Pembangunan infrastruktur era Jokowi juga menimbulkan ongkos sosial seperti konflik agraria hingga pelanggaran HAM. Konsorsium Pembaruan Agraria (KPA) mencatat bahwa proyek strategis nasional (PSN)-yang menjadi jurus Jokowi mempercepat pembangunan-telah menyebabkan 115 konflik agraria dengan luas 516.409 hektar dan berdampak terhadap 85.555 KK pada 2020-2023. Contohnya di Sulawesi Selatan ada beberapa perusahaan yang beroperasi Smelter-Nikel seperti PT. Vale dan PT. Huady dll.

“Menjadi pertanyaan mendasar kita, apakah dengan hadirnya perusahaan tersebut mampu meningkatkan pertumbuhan ekonomi kita? apakah dengan gencarnya pembangunan Smelter dapat menjamin kesejahteraan masyarakat di sekitarnya?, menanggapi dampak lingkungan dan sosial yang timbul, peningkatan (nilai tambah) itu tidak sebanding dengan kerusakan lingkungan yang ditimbulkan.” ungkap Ahlus.

Pola investasi semacam ini, menurut dia, merupakan buah dari Undang-Undang Cipta Kerja yang diwariskan oleh Jokowi. UU itu tidak lagi mewajibkan Analisis Dampak Lingkungan (AMDAL), sehingga aspek keberlanjutan menjadi salah satu hal yang kian terabaikan.

Hal lain yang juga menjadi catatan, masifnya investasi itu nyatanya juga belum cukup mendorong pertumbuhan ekonomi sesuai target.

“Investasi memang naik, tapi kan yang tidak terlalu memedulikan efek keberlanjutan. Aspek-aspek yang tadinya bisa diseleksi, malah dilonggarkan,” ujar Ahlus.

“Secara nilai, investasi memang naik tetapi kerugiannya ada pada lingkungan, tipe investasinya yang padat modal, dan tidak ramah bagi buruh dan masyarakat.
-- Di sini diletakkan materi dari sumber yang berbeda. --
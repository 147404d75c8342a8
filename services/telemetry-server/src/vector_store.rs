//! Vector Store Facade (spec §4.8) over `qdrant-client`.
//!
//! Mirrors the teacher's repository pattern (`server::repo::races`): a
//! thin struct around the driver handle, with every public method mapping
//! driver errors onto this module's own error type so qdrant types never
//! leak past this boundary (spec §4.8, §7).

use fireline_protocol::query::{QueryFilter, SimilarQueryResult};
use fireline_protocol::vector::VECTOR_LEN;
use fireline_protocol::FirelineErrorKind;
use qdrant_client::qdrant::{
    Condition, CreateCollectionBuilder, DeletePointsBuilder, Distance, Filter, PointStruct,
    ScrollPointsBuilder, SearchPointsBuilder, SetPayloadPointsBuilder, UpsertPointsBuilder,
    VectorParamsBuilder,
};
use qdrant_client::{Payload, Qdrant};
use serde_json::json;
use uuid::Uuid;

#[derive(Debug, thiserror::Error)]
pub enum VectorStoreError {
    #[error("vector store unavailable: {0}")]
    Transient(String),
    #[error("point not found")]
    NotFound,
    #[error("vector shape mismatch: {0}")]
    SchemaMismatch(String),
}

impl From<VectorStoreError> for FirelineErrorKind {
    fn from(e: VectorStoreError) -> Self {
        match e {
            VectorStoreError::Transient(m) => FirelineErrorKind::Transient(m),
            VectorStoreError::NotFound => FirelineErrorKind::NotFound("window point".to_owned()),
            VectorStoreError::SchemaMismatch(m) => FirelineErrorKind::SchemaMismatch(m),
        }
    }
}

fn map_qdrant_err(e: qdrant_client::QdrantError) -> VectorStoreError {
    VectorStoreError::Transient(e.to_string())
}

pub struct WindowPayload {
    pub session_id: Uuid,
    pub bucket_start: String,
    pub label: Option<String>,
    pub foot_count: u32,
    pub accel_count: u32,
}

/// Aggregate counts across every window stored for a session (spec §6.4
/// session-detail counts), summed by scrolling every point's payload.
#[derive(Debug, Default, Clone, Copy)]
pub struct WindowCounts {
    pub window_count: i64,
    pub foot_reading_count: i64,
    pub accel_reading_count: i64,
}

pub struct VectorStore {
    client: Qdrant,
    collection: String,
}

impl VectorStore {
    pub fn new(client: Qdrant, collection: impl Into<String>) -> Self {
        VectorStore {
            client,
            collection: collection.into(),
        }
    }

    /// Creates the collection if it does not already exist. Idempotent;
    /// safe to call on every server startup.
    pub async fn ensure_collection(&self) -> Result<(), VectorStoreError> {
        let exists = self
            .client
            .collection_exists(&self.collection)
            .await
            .map_err(map_qdrant_err)?;
        if exists {
            return Ok(());
        }
        self.client
            .create_collection(
                CreateCollectionBuilder::new(&self.collection)
                    .vectors_config(VectorParamsBuilder::new(VECTOR_LEN as u64, Distance::Cosine)),
            )
            .await
            .map_err(map_qdrant_err)?;
        Ok(())
    }

    /// Idempotent on `point_id` (spec §4.8): re-upserting the same id
    /// overwrites the previous vector and payload.
    pub async fn upsert(
        &self,
        point_id: Uuid,
        vector: &[f64; VECTOR_LEN],
        payload: WindowPayload,
    ) -> Result<(), VectorStoreError> {
        let vector_f32: Vec<f32> = vector.iter().map(|&v| v as f32).collect();
        let payload: Payload = json!({
            "session_id": payload.session_id.to_string(),
            "bucket_start": payload.bucket_start,
            "label": payload.label,
            "foot_count": payload.foot_count,
            "accel_count": payload.accel_count,
        })
        .try_into()
        .map_err(|e: serde_json::Error| VectorStoreError::SchemaMismatch(e.to_string()))?;

        let point = PointStruct::new(point_id.to_string(), vector_f32, payload);
        self.client
            .upsert_points(UpsertPointsBuilder::new(&self.collection, vec![point]))
            .await
            .map_err(map_qdrant_err)?;
        Ok(())
    }

    /// Streaming iteration over points matching an equality filter (spec
    /// §4.8). `cursor` is an opaque offset id echoed back in the response.
    pub async fn scroll(
        &self,
        filter: &QueryFilter,
        limit: u32,
        cursor: Option<String>,
    ) -> Result<(Vec<SimilarQueryResult>, Option<String>), VectorStoreError> {
        let mut builder = ScrollPointsBuilder::new(&self.collection)
            .limit(limit)
            .filter(build_filter(filter))
            .with_payload(true);
        if let Some(offset) = &cursor {
            builder = builder.offset(offset.clone());
        }

        let resp = self
            .client
            .scroll(builder)
            .await
            .map_err(map_qdrant_err)?;

        let results = resp
            .result
            .iter()
            .filter_map(point_to_result)
            .collect();
        let next_cursor = resp.next_page_offset.map(|id| format!("{id:?}"));
        Ok((results, next_cursor))
    }

    /// Sums `window_count`/`foot_reading_count`/`accel_reading_count` across
    /// every window stored for a session, by scrolling the same way
    /// `http::export` does (spec §6.4 session-detail counts).
    pub async fn count_windows(&self, session_id: Uuid) -> Result<WindowCounts, VectorStoreError> {
        let filter = QueryFilter {
            session_id: Some(session_id),
            label: None,
        };
        let mut totals = WindowCounts::default();
        let mut cursor = None;
        loop {
            let mut builder = ScrollPointsBuilder::new(&self.collection)
                .limit(256)
                .filter(build_filter(&filter))
                .with_payload(true);
            if let Some(offset) = &cursor {
                builder = builder.offset(offset.clone());
            }
            let resp = self.client.scroll(builder).await.map_err(map_qdrant_err)?;

            let done = resp.result.is_empty() || resp.next_page_offset.is_none();
            for point in &resp.result {
                totals.window_count += 1;
                totals.foot_reading_count += payload_u32(&point.payload, "foot_count").unwrap_or(0) as i64;
                totals.accel_reading_count += payload_u32(&point.payload, "accel_count").unwrap_or(0) as i64;
            }
            if done {
                break;
            }
            cursor = resp.next_page_offset.map(|id| format!("{id:?}"));
        }
        Ok(totals)
    }

    /// k-nearest-neighbours by cosine similarity to an existing point's
    /// vector (spec §4.8 `search`).
    pub async fn search(
        &self,
        reference_point_id: Uuid,
        limit: u32,
        filter: &QueryFilter,
    ) -> Result<Vec<SimilarQueryResult>, VectorStoreError> {
        let reference = self.fetch_vector(reference_point_id).await?;

        let resp = self
            .client
            .search_points(
                SearchPointsBuilder::new(&self.collection, reference, limit as u64)
                    .filter(build_filter(filter))
                    .with_payload(true),
            )
            .await
            .map_err(map_qdrant_err)?;

        Ok(resp
            .result
            .iter()
            .filter_map(|scored| {
                let payload = &scored.payload;
                let session_id = payload_uuid(payload, "session_id")?;
                Some(SimilarQueryResult {
                    window_id: point_uuid(&scored.id),
                    session_id,
                    score: scored.score,
                    start_time: payload_string(payload, "bucket_start").unwrap_or_default(),
                    label: payload_string(payload, "label"),
                })
            })
            .collect())
    }

    /// Overwrites the `label` payload field on one point, keeping a
    /// window's Qdrant payload in sync with its `window_labels` row after
    /// the post-hoc labeling workflow (spec §4.9 `update_labels`). Leaves
    /// the vector and every other payload field untouched.
    pub async fn set_label(&self, point_id: Uuid, label: &str) -> Result<(), VectorStoreError> {
        let payload: Payload = json!({ "label": label })
            .try_into()
            .map_err(|e: serde_json::Error| VectorStoreError::SchemaMismatch(e.to_string()))?;

        self.client
            .set_payload(
                SetPayloadPointsBuilder::new(&self.collection, payload)
                    .points(vec![point_id.to_string().into()]),
            )
            .await
            .map_err(map_qdrant_err)?;
        Ok(())
    }

    /// Removes every point matching an equality filter, used when a
    /// session is deleted (spec §4.9 `delete`).
    pub async fn delete_by(&self, filter: &QueryFilter) -> Result<(), VectorStoreError> {
        self.client
            .delete_points(
                DeletePointsBuilder::new(&self.collection).points(build_filter(filter)),
            )
            .await
            .map_err(map_qdrant_err)?;
        Ok(())
    }

    async fn fetch_vector(&self, point_id: Uuid) -> Result<Vec<f32>, VectorStoreError> {
        let resp = self
            .client
            .get_points(
                qdrant_client::qdrant::GetPointsBuilder::new(
                    &self.collection,
                    vec![point_id.to_string().into()],
                )
                .with_vectors(true),
            )
            .await
            .map_err(map_qdrant_err)?;

        let point = resp.result.into_iter().next().ok_or(VectorStoreError::NotFound)?;
        let vectors = point.vectors.ok_or(VectorStoreError::NotFound)?;
        match vectors.vectors_options {
            Some(qdrant_client::qdrant::vectors::VectorsOptions::Vector(v)) => Ok(v.data),
            _ => Err(VectorStoreError::SchemaMismatch(
                "expected a dense vector".to_owned(),
            )),
        }
    }
}

fn build_filter(filter: &QueryFilter) -> Filter {
    let mut conditions = Vec::new();
    if let Some(session_id) = filter.session_id {
        conditions.push(Condition::matches("session_id", session_id.to_string()));
    }
    if let Some(label) = &filter.label {
        conditions.push(Condition::matches("label", label.clone()));
    }
    Filter::must(conditions)
}

fn point_uuid(id: &Option<qdrant_client::qdrant::PointId>) -> Uuid {
    id.as_ref()
        .and_then(|id| match &id.point_id_options {
            Some(qdrant_client::qdrant::point_id::PointIdOptions::Uuid(s)) => s.parse().ok(),
            Some(qdrant_client::qdrant::point_id::PointIdOptions::Num(n)) => {
                Some(Uuid::from_u128(*n as u128))
            }
            None => None,
        })
        .unwrap_or(Uuid::nil())
}

fn payload_string(
    payload: &std::collections::HashMap<String, qdrant_client::qdrant::Value>,
    key: &str,
) -> Option<String> {
    payload.get(key).and_then(|v| v.as_str().map(String::from))
}

fn payload_u32(
    payload: &std::collections::HashMap<String, qdrant_client::qdrant::Value>,
    key: &str,
) -> Option<u32> {
    payload.get(key).and_then(|v| v.as_integer()).map(|n| n as u32)
}

fn payload_uuid(
    payload: &std::collections::HashMap<String, qdrant_client::qdrant::Value>,
    key: &str,
) -> Option<Uuid> {
    payload_string(payload, key).and_then(|s| s.parse().ok())
}

fn point_to_result(
    point: &qdrant_client::qdrant::RetrievedPoint,
) -> Option<SimilarQueryResult> {
    let session_id = payload_uuid(&point.payload, "session_id")?;
    Some(SimilarQueryResult {
        window_id: point_uuid(&point.id),
        session_id,
        score: 0.0,
        start_time: payload_string(&point.payload, "bucket_start").unwrap_or_default(),
        label: payload_string(&point.payload, "label"),
    })
}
Akhirnya investasi bertambah, tapi pertumbuhan ekonomi stuck,” sambungnya.

“Yang Terakhir kami dari DPW Forum Alumni BEM Sulsel berharap dengan kedatangan Bapak Presiden RI kita tercinta, itu mampu menjadi solutif bagi masyarakat Sulsel dengan menerima masyarakat atau paling tidak menerima teman-teman FABEM Sulsel untuk berdialog tanpa memakai perantara, demi menjawab apa yang menjadi keresahan Rakyat Indonesia khususnya Sulawesi Selatan dengan begitu banyak keluhan mulai dari Maraknya Perampasan Ruang Hidup, Pelanggaran HAM, Biaya Pendidikan Mahal (Komersialisasi), Maraknya Judi Online, Indeks Pertumbuhan Ekonomi Menurun Drastis, Utang Negara Bertambah sekian persen, Parahnya lagi Mega Korupsi kian marak seperti Bansos, Pembangunan Infrastruktur hingga sektor Pertanian (Langkahnya Pupuk).” tutup Ahlus.